Material to process:

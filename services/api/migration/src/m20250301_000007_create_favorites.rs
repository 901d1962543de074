use sea_orm_migration::prelude::*;

#[derive(DeriveMigrationName)]
pub struct Migration;

#[async_trait::async_trait]
impl MigrationTrait for Migration {
    async fn up(&self, manager: &SchemaManager) -> Result<(), DbErr> {
        manager
            .create_table(
                Table::create()
                    .table(Favorites::Table)
                    .if_not_exists()
                    .col(ColumnDef::new(Favorites::UserId).integer().not_null())
                    .col(ColumnDef::new(Favorites::RecipeId).integer().not_null())
                    .col(
                        ColumnDef::new(Favorites::AddedAt)
                            .timestamp_with_time_zone()
                            .not_null()
                            .default(Expr::current_timestamp()),
                    )
                    .primary_key(
                        Index::create()
                            .col(Favorites::UserId)
                            .col(Favorites::RecipeId),
                    )
                    .foreign_key(
                        ForeignKey::create()
                            .from(Favorites::Table, Favorites::UserId)
                            .to(Users::Table, Users::Id)
                            .on_delete(ForeignKeyAction::Cascade),
                    )
                    .foreign_key(
                        ForeignKey::create()
                            .from(Favorites::Table, Favorites::RecipeId)
                            .to(Recipes::Table, Recipes::Id)
                            .on_delete(ForeignKeyAction::Cascade),
                    )
                    .to_owned(),
            )
            .await
    }

    async fn down(&self, manager: &SchemaManager) -> Result<(), DbErr> {
        manager
            .drop_table(Table::drop().table(Favorites::Table).to_owned())
            .await
    }
}

#[derive(Iden)]
enum Favorites {
    Table,
    UserId,
    RecipeId,
    AddedAt,
}

#[derive(Iden)]
enum Users {
    Table,
    Id,
}

#[derive(Iden)]
enum Recipes {
    Table,
    Id,
}
use foodgram_domain::pagination::{Page, PageRequest};
use foodgram_domain::relation::RelationKind;
use foodgram_domain::validate::{
    has_max_len, is_single_alphabet_name, is_valid_email, is_valid_username,
    normalize_email, normalize_human_name,
};

use crate::domain::repository::{RecipeRepository, RelationRepository, UserRepository};
use crate::domain::types::{NewUser, Profile, SubscribedAuthor, User};
use crate::error::ApiError;
use crate::usecase::relation::subscribed_author;

pub const EMAIL_MAX_LEN: usize = 256;
pub const HUMAN_NAME_MAX_LEN: usize = 32;

pub struct RegisterUserInput {
    pub email: String,
    pub username: String,
    pub first_name: String,
    pub last_name: String,
}

fn validate_human_name(field: &str, value: &str) -> Result<String, ApiError> {
    let value = value.trim();
    if value.is_empty() || !has_max_len(value, HUMAN_NAME_MAX_LEN) {
        return Err(ApiError::validation(format!(
            "{field} must be 1 to {HUMAN_NAME_MAX_LEN} characters"
        )));
    }
    if !is_single_alphabet_name(value) {
        return Err(ApiError::validation(format!(
            "{field} must use letters of one alphabet, spaces and hyphens"
        )));
    }
    Ok(normalize_human_name(value))
}

/// Check and normalize a registration payload.
pub fn validate_registration(input: RegisterUserInput) -> Result<NewUser, ApiError> {
    let email = normalize_email(&input.email);
    if !is_valid_email(&email) || !has_max_len(&email, EMAIL_MAX_LEN) {
        return Err(ApiError::validation("invalid email"));
    }
    let username = input.username.trim();
    if !is_valid_username(username) {
        return Err(ApiError::validation(
            "username must be 3 to 32 characters of letters, digits and .@+-_",
        ));
    }
    Ok(NewUser {
        email,
        username: username.to_owned(),
        first_name: validate_human_name("first_name", &input.first_name)?,
        last_name: validate_human_name("last_name", &input.last_name)?,
    })
}

/// The acting account, provided it may write. Missing and disabled accounts are forbidden.
pub async fn require_active<U: UserRepository>(users: &U, user_id: i32) -> Result<User, ApiError> {
    match users.find_by_id(user_id).await? {
        Some(user) if user.is_active => Ok(user),
        _ => Err(ApiError::Forbidden),
    }
}

// ── RegisterUser ─────────────────────────────────────────────────────────────

pub struct RegisterUserUseCase<U: UserRepository> {
    pub users: U,
}

impl<U: UserRepository> RegisterUserUseCase<U> {
    pub async fn execute(&self, input: RegisterUserInput) -> Result<User, ApiError> {
        let new = validate_registration(input)?;
        self.users.create(&new).await
    }
}

// ── GetUser ──────────────────────────────────────────────────────────────────

pub struct GetUserUseCase<U: UserRepository, Rel: RelationRepository> {
    pub users: U,
    pub relations: Rel,
}

impl<U: UserRepository, Rel: RelationRepository> GetUserUseCase<U, Rel> {
    /// Look up a profile as seen by `viewer`.
    pub async fn execute(&self, viewer: Option<i32>, user_id: i32) -> Result<Profile, ApiError> {
        let user = self
            .users
            .find_by_id(user_id)
            .await?
            .ok_or(ApiError::UserNotFound)?;
        let mut profiles = profiles(&self.relations, viewer, vec![user]).await?;
        profiles.pop().ok_or(ApiError::UserNotFound)
    }
}

// ── ListUsers ────────────────────────────────────────────────────────────────

pub struct ListUsersUseCase<U: UserRepository, Rel: RelationRepository> {
    pub users: U,
    pub relations: Rel,
}

impl<U: UserRepository, Rel: RelationRepository> ListUsersUseCase<U, Rel> {
    pub async fn execute(
        &self,
        viewer: Option<i32>,
        page: PageRequest,
    ) -> Result<Page<Profile>, ApiError> {
        let page = self.users.list(page.clamped()).await?;
        let count = page.count;
        let results = profiles(&self.relations, viewer, page.results).await?;
        Ok(Page::new(count, results))
    }
}

async fn profiles<Rel: RelationRepository>(
    relations: &Rel,
    viewer: Option<i32>,
    users: Vec<User>,
) -> Result<Vec<Profile>, ApiError> {
    let subscribed = match viewer {
        Some(viewer) => {
            let ids: Vec<i32> = users.iter().map(|u| u.id).collect();
            relations
                .targets_among(RelationKind::Subscription, viewer, &ids)
                .await?
        }
        None => Default::default(),
    };
    Ok(users
        .into_iter()
        .map(|user| Profile {
            is_subscribed: subscribed.contains(&user.id),
            user,
        })
        .collect())
}

// ── ListSubscriptions ────────────────────────────────────────────────────────

pub struct ListSubscriptionsUseCase<Rel: RelationRepository, R: RecipeRepository> {
    pub relations: Rel,
    pub recipes: R,
}

impl<Rel: RelationRepository, R: RecipeRepository> ListSubscriptionsUseCase<Rel, R> {
    pub async fn execute(
        &self,
        user_id: i32,
        page: PageRequest,
        recipes_limit: Option<u32>,
    ) -> Result<Page<SubscribedAuthor>, ApiError> {
        let authors = self
            .relations
            .list_subscribed_authors(user_id, page.clamped())
            .await?;
        let mut results = Vec::with_capacity(authors.results.len());
        for author in authors.results {
            results.push(subscribed_author(&self.recipes, author, recipes_limit).await?);
        }
        Ok(Page::new(authors.count, results))
    }
}
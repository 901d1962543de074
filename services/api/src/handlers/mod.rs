pub mod health;
pub mod ingredient;
pub mod recipe;
pub mod relation;
pub mod shopping_list;
pub mod tag;
pub mod user;

use serde::de::DeserializeOwned;

use crate::error::ApiError;

/// Parse a raw query string with `serde_qs`. An absent query yields `T::default()`.
pub(crate) fn parse_query<T: DeserializeOwned + Default>(raw: Option<&str>) -> Result<T, ApiError> {
    Ok(raw
        .map(serde_qs::from_str::<T>)
        .transpose()
        .map_err(|e| ApiError::validation(format!("invalid query string: {e}")))?
        .unwrap_or_default())
}

/// Parse a `1|true|0|false` query flag.
pub(crate) fn parse_flag(name: &str, value: &str) -> Result<bool, ApiError> {
    match value {
        "1" | "true" => Ok(true),
        "0" | "false" => Ok(false),
        _ => Err(ApiError::validation(format!(
            "{name} must be one of 1, true, 0, false"
        ))),
    }
}
use sea_orm::entity::prelude::*;

/// Ingredient with its measurement unit. `(name, measurement_unit)` is unique.
#[derive(Clone, Debug, PartialEq, Eq, DeriveEntityModel)]
#[sea_orm(table_name = "ingredients")]
pub struct Model {
    #[sea_orm(primary_key)]
    pub id: i32,
    pub name: String,
    pub measurement_unit: String,
}

#[derive(Copy, Clone, Debug, EnumIter, DeriveRelation)]
pub enum Relation {
    #[sea_orm(has_many = "super::amount_ingredients::Entity")]
    AmountIngredients,
}

impl Related<super::amount_ingredients::Entity> for Entity {
    fn to() -> RelationDef {
        Relation::AmountIngredients.def()
    }
}

impl ActiveModelBehavior for ActiveModel {}
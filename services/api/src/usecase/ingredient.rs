use foodgram_domain::validate::has_max_len;

use crate::domain::repository::{IngredientRepository, UserRepository};
use crate::domain::types::{Ingredient, NewIngredient};
use crate::error::ApiError;
use crate::usecase::user::require_active;

pub const INGREDIENT_NAME_MAX_LEN: usize = 64;
pub const MEASUREMENT_UNIT_MAX_LEN: usize = 16;

pub struct CreateIngredientInput {
    pub name: String,
    pub measurement_unit: String,
}

/// Check and lower-case an ingredient payload.
pub fn validate_ingredient(input: CreateIngredientInput) -> Result<NewIngredient, ApiError> {
    let name = input.name.trim().to_lowercase();
    if name.is_empty() || !has_max_len(&name, INGREDIENT_NAME_MAX_LEN) {
        return Err(ApiError::validation(format!(
            "name must be 1 to {INGREDIENT_NAME_MAX_LEN} characters"
        )));
    }
    let measurement_unit = input.measurement_unit.trim().to_lowercase();
    if measurement_unit.is_empty() || !has_max_len(&measurement_unit, MEASUREMENT_UNIT_MAX_LEN) {
        return Err(ApiError::validation(format!(
            "measurement_unit must be 1 to {MEASUREMENT_UNIT_MAX_LEN} characters"
        )));
    }
    Ok(NewIngredient {
        name,
        measurement_unit,
    })
}

/// Move names starting with `needle` ahead of names that merely contain it.
///
/// The partition is stable, so each group keeps the incoming (alphabetical) order.
pub fn rank_by_prefix(needle: &str, ingredients: Vec<Ingredient>) -> Vec<Ingredient> {
    let (mut prefixed, contained): (Vec<_>, Vec<_>) = ingredients
        .into_iter()
        .partition(|i| i.name.to_lowercase().starts_with(needle));
    prefixed.extend(contained);
    prefixed
}

// ── CreateIngredient ─────────────────────────────────────────────────────────

pub struct CreateIngredientUseCase<I: IngredientRepository, U: UserRepository> {
    pub ingredients: I,
    pub users: U,
}

impl<I: IngredientRepository, U: UserRepository> CreateIngredientUseCase<I, U> {
    pub async fn execute(
        &self,
        user_id: i32,
        is_staff: bool,
        input: CreateIngredientInput,
    ) -> Result<Ingredient, ApiError> {
        if !is_staff {
            return Err(ApiError::Forbidden);
        }
        let new = validate_ingredient(input)?;
        require_active(&self.users, user_id).await?;
        self.ingredients.create(&new).await
    }
}

// ── GetIngredient ────────────────────────────────────────────────────────────

pub struct GetIngredientUseCase<I: IngredientRepository> {
    pub ingredients: I,
}

impl<I: IngredientRepository> GetIngredientUseCase<I> {
    pub async fn execute(&self, id: i32) -> Result<Ingredient, ApiError> {
        self.ingredients
            .find_by_id(id)
            .await?
            .ok_or(ApiError::IngredientNotFound)
    }
}

// ── SearchIngredients ────────────────────────────────────────────────────────

pub struct SearchIngredientsUseCase<I: IngredientRepository> {
    pub ingredients: I,
}

impl<I: IngredientRepository> SearchIngredientsUseCase<I> {
    /// Case-insensitive search; a blank `name` lists the whole catalog.
    pub async fn execute(&self, name: Option<&str>) -> Result<Vec<Ingredient>, ApiError> {
        let needle = name
            .map(|n| n.trim().to_lowercase())
            .filter(|n| !n.is_empty());
        match needle {
            Some(needle) => {
                let found = self.ingredients.search(Some(&needle)).await?;
                Ok(rank_by_prefix(&needle, found))
            }
            None => self.ingredients.search(None).await,
        }
    }
}
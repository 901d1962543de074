use axum::http::StatusCode;

/// Handler for `GET /healthz`: liveness check.
pub async fn healthz() -> StatusCode {
    StatusCode::OK
}
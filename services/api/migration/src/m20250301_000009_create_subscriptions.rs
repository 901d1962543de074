use sea_orm_migration::prelude::*;

#[derive(DeriveMigrationName)]
pub struct Migration;

#[async_trait::async_trait]
impl MigrationTrait for Migration {
    async fn up(&self, manager: &SchemaManager) -> Result<(), DbErr> {
        manager
            .create_table(
                Table::create()
                    .table(Subscriptions::Table)
                    .if_not_exists()
                    .col(ColumnDef::new(Subscriptions::UserId).integer().not_null())
                    .col(ColumnDef::new(Subscriptions::AuthorId).integer().not_null())
                    .col(
                        ColumnDef::new(Subscriptions::AddedAt)
                            .timestamp_with_time_zone()
                            .not_null()
                            .default(Expr::current_timestamp()),
                    )
                    .primary_key(
                        Index::create()
                            .col(Subscriptions::UserId)
                            .col(Subscriptions::AuthorId),
                    )
                    .check(
                        Expr::col(Subscriptions::UserId).ne(Expr::col(Subscriptions::AuthorId)),
                    )
                    .foreign_key(
                        ForeignKey::create()
                            .from(Subscriptions::Table, Subscriptions::UserId)
                            .to(Users::Table, Users::Id)
                            .on_delete(ForeignKeyAction::Cascade),
                    )
                    .foreign_key(
                        ForeignKey::create()
                            .from(Subscriptions::Table, Subscriptions::AuthorId)
                            .to(Users::Table, Users::Id)
                            .on_delete(ForeignKeyAction::Cascade),
                    )
                    .to_owned(),
            )
            .await
    }

    async fn down(&self, manager: &SchemaManager) -> Result<(), DbErr> {
        manager
            .drop_table(Table::drop().table(Subscriptions::Table).to_owned())
            .await
    }
}

#[derive(Iden)]
enum Subscriptions {
    Table,
    UserId,
    AuthorId,
    AddedAt,
}

#[derive(Iden)]
enum Users {
    Table,
    Id,
}
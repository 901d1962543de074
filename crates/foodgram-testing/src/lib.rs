//! Test utilities for Foodgram services.
//!
//! Import from `[dev-dependencies]` only, never in production code.

pub mod auth;
use tracing_subscriber::{EnvFilter, fmt, layer::SubscriberExt, util::SubscriberInitExt};

/// Initialize structured stdout tracing. Call once at service startup.
/// Uses JSON format with env-filter (`RUST_LOG` env var, `info` when unset).
///
/// Safe to call multiple times; later calls are ignored.
pub fn init_tracing() {
    let filter = EnvFilter::try_from_default_env().unwrap_or_else(|_| EnvFilter::new("info"));
    let _ = tracing_subscriber::registry()
        .with(filter)
        .with(fmt::layer().json())
        .try_init();
}
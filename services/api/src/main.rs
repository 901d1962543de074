use sea_orm::Database;
use tracing::info;

use foodgram_api::config::ApiConfig;
use foodgram_api::router::build_router;
use foodgram_api::state::AppState;
use foodgram_core::config::Config;
use foodgram_core::tracing::init_tracing;

#[tokio::main]
async fn main() {
    init_tracing();

    let config = ApiConfig::from_env();

    let db = Database::connect(&config.database_url)
        .await
        .expect("failed to connect to database");

    let router = build_router(AppState { db });
    let addr = format!("0.0.0.0:{}", config.api_port);
    let listener = tokio::net::TcpListener::bind(&addr)
        .await
        .expect("failed to bind");

    info!("api service listening on {addr}");
    axum::serve(listener, router).await.expect("server error");
}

What is being asked: Lines holding "GetUserUseCase": give how many there are in the entries above, and nothing more.

Response: 2